▸ Task instructions
Please give back word for word the lines below, from the first one through the one with "use crate::engine::SyncError;".

____ Available data

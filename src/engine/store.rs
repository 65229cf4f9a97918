//! # Mirror Store
//!
//! In-memory copy of the progress document; the single source of truth the
//! UI renders from.
//!
//! ## Features
//!
//! - **Optimistic Mutation**: Updates apply synchronously and never fail;
//!   the network save happens afterwards
//! - **Business Rules**: Invalid mutations are rejected before the document
//!   changes and before any network call
//! - **Snapshots**: Cheap cloned snapshots feed the save pipeline

use crate::engine::SyncError;
use crate::shared::progress::{PendingUpdate, ProgressDocument, UpdateAction};

/// Owns the live progress document for one session
#[derive(Debug, Default)]
pub struct MirrorStore {
    document: ProgressDocument,
}

impl MirrorStore {
    /// Create a store holding an empty document
    pub fn new() -> Self {
        Self::default()
    }

    /// Create a store seeded with an existing document
    pub fn from_document(document: ProgressDocument) -> Self {
        Self { document }
    }

    /// The live document
    pub fn document(&self) -> &ProgressDocument {
        &self.document
    }

    /// Cloned snapshot of the live document
    pub fn snapshot(&self) -> ProgressDocument {
        self.document.clone()
    }

    /// Replace the document wholesale (loads and merges)
    pub fn replace(&mut self, document: ProgressDocument) {
        self.document = document;
    }

    /// Check business rules for a mutation without applying it
    ///
    /// Completion can only be toggled while the item is on the learning
    /// path. Path toggles themselves are always allowed.
    pub fn validate(&self, update: &PendingUpdate) -> Result<(), SyncError> {
        if update.action == UpdateAction::MarkCompleted {
            let on_path = self
                .document
                .item(&update.item_id)
                .is_some_and(|item| item.added_to_path);
            if !on_path {
                return Err(SyncError::BusinessRule {
                    message: format!(
                        "cannot mark '{}' completed: item is not on the learning path",
                        update.item_id
                    ),
                });
            }
        }
        Ok(())
    }

    /// Apply a mutation and return the updated snapshot
    ///
    /// Optimistic: the caller renders the returned document immediately,
    /// independent of whether the network save later succeeds.
    pub fn apply_mutation(&mut self, update: &PendingUpdate) -> ProgressDocument {
        self.document.apply(update);
        tracing::debug!(
            "[Engine] Applied {} for '{}' (value={})",
            update.action.as_str(),
            update.item_id,
            update.value
        );
        self.snapshot()
    }
}

#[cfg(test)]
mod tests {
    use super::*;
    use assert_matches::assert_matches;

    #[test]
    fn test_mark_completed_requires_path_membership() {
        let store = MirrorStore::new();
        let update = PendingUpdate::mark_completed("y", true);

        let err = store.validate(&update).unwrap_err();
        assert_matches!(err, SyncError::BusinessRule { .. });
        // Document untouched by a failed validation
        assert!(store.document().is_empty());
    }

    #[test]
    fn test_mark_completed_allowed_after_add() {
        let mut store = MirrorStore::new();
        store.apply_mutation(&PendingUpdate::add_to_path("x", true));

        let update = PendingUpdate::mark_completed("x", true);
        assert!(store.validate(&update).is_ok());

        let doc = store.apply_mutation(&update);
        let item = doc.item("x").unwrap();
        assert!(item.added_to_path);
        assert!(item.completed);
    }

    #[test]
    fn test_uncomplete_allowed_while_on_path() {
        let mut store = MirrorStore::new();
        store.apply_mutation(&PendingUpdate::add_to_path("x", true));
        store.apply_mutation(&PendingUpdate::mark_completed("x", true));

        assert!(store
            .validate(&PendingUpdate::mark_completed("x", false))
            .is_ok());
    }

    #[test]
    fn test_uncomplete_rejected_for_unknown_item() {
        let store = MirrorStore::new();
        let err = store
            .validate(&PendingUpdate::mark_completed("x", false))
            .unwrap_err();
        assert_matches!(err, SyncError::BusinessRule { .. });
    }

    #[test]
    fn test_completion_rejected_after_path_removal() {
        let mut store = MirrorStore::new();
        store.apply_mutation(&PendingUpdate::add_to_path("x", true));
        store.apply_mutation(&PendingUpdate::add_to_path("x", false));

        let err = store
            .validate(&PendingUpdate::mark_completed("x", true))
            .unwrap_err();
        assert_matches!(err, SyncError::BusinessRule { .. });
    }

    #[test]
    fn test_sequential_mutations_accumulate() {
        let mut store = MirrorStore::new();
        let updates = [
            PendingUpdate::add_to_path("a", true),
            PendingUpdate::add_to_path("b", true),
            PendingUpdate::mark_completed("a", true),
        ];
        for update in &updates {
            store.apply_mutation(update);
        }

        let doc = store.document();
        assert_eq!(doc.items.len(), 2);
        assert!(doc.item("a").unwrap().completed);
        assert!(!doc.item("b").unwrap().completed);
    }
}
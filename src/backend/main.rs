/**
 * Progress Server Entry Point
 *
 * Loads configuration from the environment, builds the application, and
 * serves it until interrupted.
 */

use pathsync::backend::server::config::ServerConfig;
use pathsync::backend::server::init::create_app;

#[tokio::main]
async fn main() -> Result<(), Box<dyn std::error::Error>> {
    // Load environment variables from .env file if present
    dotenv::dotenv().ok();

    let env_filter = std::env::var("RUST_LOG").unwrap_or_else(|_| "info".to_string());
    tracing_subscriber::fmt()
        .with_env_filter(tracing_subscriber::EnvFilter::new(&env_filter))
        .init();

    let config = ServerConfig::from_env();
    let port = config.port;
    let app = create_app(config).await?;

    let addr = std::net::SocketAddr::from(([0, 0, 0, 0], port));
    let listener = tokio::net::TcpListener::bind(addr).await?;
    tracing::info!("[Server] Progress server running on {}", addr);

    axum::serve(listener, app)
        .with_graceful_shutdown(shutdown_signal())
        .await?;
    tracing::info!("[Server] Progress server stopped");

    Ok(())
}

async fn shutdown_signal() {
    match tokio::signal::ctrl_c().await {
        Ok(()) => tracing::info!("[Server] Shutting down"),
        Err(e) => {
            tracing::error!("[Server] Could not install shutdown handler: {}", e);
            std::future::pending::<()>().await;
        }
    }
}
//! Route configuration
//!
//! Route handlers live next to the functionality they expose
//! (`progress::handlers`, `realtime::subscription`); this module only
//! assembles them into the router.

/// Main router creation
pub mod router;

pub use router::create_router;
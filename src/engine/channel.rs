//! # Document Channel
//!
//! Broadcast channel carrying saved documents between engine instances in
//! the same process. Every endpoint tags what it publishes with its own id,
//! and receivers skip their own publications, so an engine only ever sees
//! peer updates.
//!
//! ## Features
//!
//! - **Fan-out**: every subscriber gets every peer document
//! - **Self-filtering**: an endpoint never receives what it published
//! - **Lag-tolerant**: slow receivers skip missed documents and keep going

use tokio::sync::broadcast;
use uuid::Uuid;

use crate::shared::progress::ProgressDocument;

/// A document published by one engine endpoint
#[derive(Debug, Clone)]
pub struct PeerDocument {
    /// Id of the endpoint that published the document
    pub origin: Uuid,
    /// The full document as of the publish
    pub document: ProgressDocument,
}

/// Shared channel that engine endpoints attach to
#[derive(Debug, Clone)]
pub struct DocumentChannel {
    sender: broadcast::Sender<PeerDocument>,
}

impl DocumentChannel {
    /// Create a channel with room for `capacity` in-flight documents
    pub fn new(capacity: usize) -> Self {
        let (sender, _) = broadcast::channel(capacity);
        Self { sender }
    }

    /// Attach a new endpoint with its own origin id
    pub fn endpoint(&self) -> DocumentEndpoint {
        DocumentEndpoint {
            id: Uuid::new_v4(),
            sender: self.sender.clone(),
        }
    }
}

impl Default for DocumentChannel {
    fn default() -> Self {
        Self::new(100)
    }
}

/// One engine's attachment to a [`DocumentChannel`]
#[derive(Debug, Clone)]
pub struct DocumentEndpoint {
    id: Uuid,
    sender: broadcast::Sender<PeerDocument>,
}

impl DocumentEndpoint {
    /// Publish a document to every other endpoint on the channel
    pub fn publish(&self, document: ProgressDocument) {
        let receivers = self.sender.receiver_count();
        if receivers == 0 {
            return;
        }
        tracing::debug!(
            "[Engine] Publishing document to {} channel subscriber(s)",
            receivers
        );
        let _ = self.sender.send(PeerDocument {
            origin: self.id,
            document,
        });
    }

    /// Subscribe to documents published by other endpoints
    pub fn subscribe(&self) -> PeerReceiver {
        PeerReceiver {
            origin: self.id,
            receiver: self.sender.subscribe(),
        }
    }
}

/// Receiving side of one endpoint's subscription
pub struct PeerReceiver {
    origin: Uuid,
    receiver: broadcast::Receiver<PeerDocument>,
}

impl PeerReceiver {
    /// Next peer document, or `None` once the channel is gone
    pub async fn recv(&mut self) -> Option<PeerDocument> {
        loop {
            match self.receiver.recv().await {
                Ok(peer) if peer.origin == self.origin => continue,
                Ok(peer) => return Some(peer),
                Err(broadcast::error::RecvError::Lagged(skipped)) => {
                    tracing::warn!("[Engine] Channel receiver lagged, skipped {}", skipped);
                    continue;
                }
                Err(broadcast::error::RecvError::Closed) => return None,
            }
        }
    }
}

________

▸ Answer for the task
filename src/engine/store.rs
repository 65229cf4f9a97918
//! # Mirror Store
//!
//! In-memory copy of the progress document; the single source of truth the
//! UI renders from.
//!
//! ## Features
//!
//! - **Optimistic Mutation**: Updates apply synchronously and never fail;
//!   the network save happens afterwards
//! - **Business Rules**: Invalid mutations are rejected before the document
//!   changes and before any network call
//! - **Snapshots**: Cheap cloned snapshots feed the save pipeline

use crate::engine::SyncError;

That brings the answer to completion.